▶ **What to work on**:
Match the string "ReRegion" against each line below, and copy every line that matches.

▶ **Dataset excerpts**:
····················

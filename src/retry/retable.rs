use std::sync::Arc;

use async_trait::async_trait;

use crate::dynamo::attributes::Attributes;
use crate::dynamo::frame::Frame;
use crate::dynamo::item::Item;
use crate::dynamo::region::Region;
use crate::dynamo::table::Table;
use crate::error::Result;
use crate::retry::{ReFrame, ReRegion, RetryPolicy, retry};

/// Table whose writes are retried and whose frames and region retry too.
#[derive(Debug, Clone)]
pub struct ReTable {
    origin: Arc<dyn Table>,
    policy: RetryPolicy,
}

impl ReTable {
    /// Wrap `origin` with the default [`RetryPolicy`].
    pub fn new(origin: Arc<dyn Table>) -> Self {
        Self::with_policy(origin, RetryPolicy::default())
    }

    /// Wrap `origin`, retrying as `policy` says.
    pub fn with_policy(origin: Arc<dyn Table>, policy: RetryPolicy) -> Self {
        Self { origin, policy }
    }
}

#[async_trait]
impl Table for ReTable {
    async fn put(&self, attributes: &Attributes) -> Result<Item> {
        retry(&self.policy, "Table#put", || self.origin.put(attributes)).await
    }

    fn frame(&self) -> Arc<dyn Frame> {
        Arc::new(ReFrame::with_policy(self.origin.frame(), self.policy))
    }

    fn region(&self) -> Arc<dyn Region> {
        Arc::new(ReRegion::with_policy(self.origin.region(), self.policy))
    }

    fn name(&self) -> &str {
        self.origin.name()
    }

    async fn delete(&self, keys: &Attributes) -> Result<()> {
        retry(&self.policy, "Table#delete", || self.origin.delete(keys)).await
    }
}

····················

▶ **Written solution**:
use crate::retry::{ReFrame, ReRegion, RetryPolicy, retry};
        Arc::new(ReRegion::with_policy(self.origin.region(), self.policy))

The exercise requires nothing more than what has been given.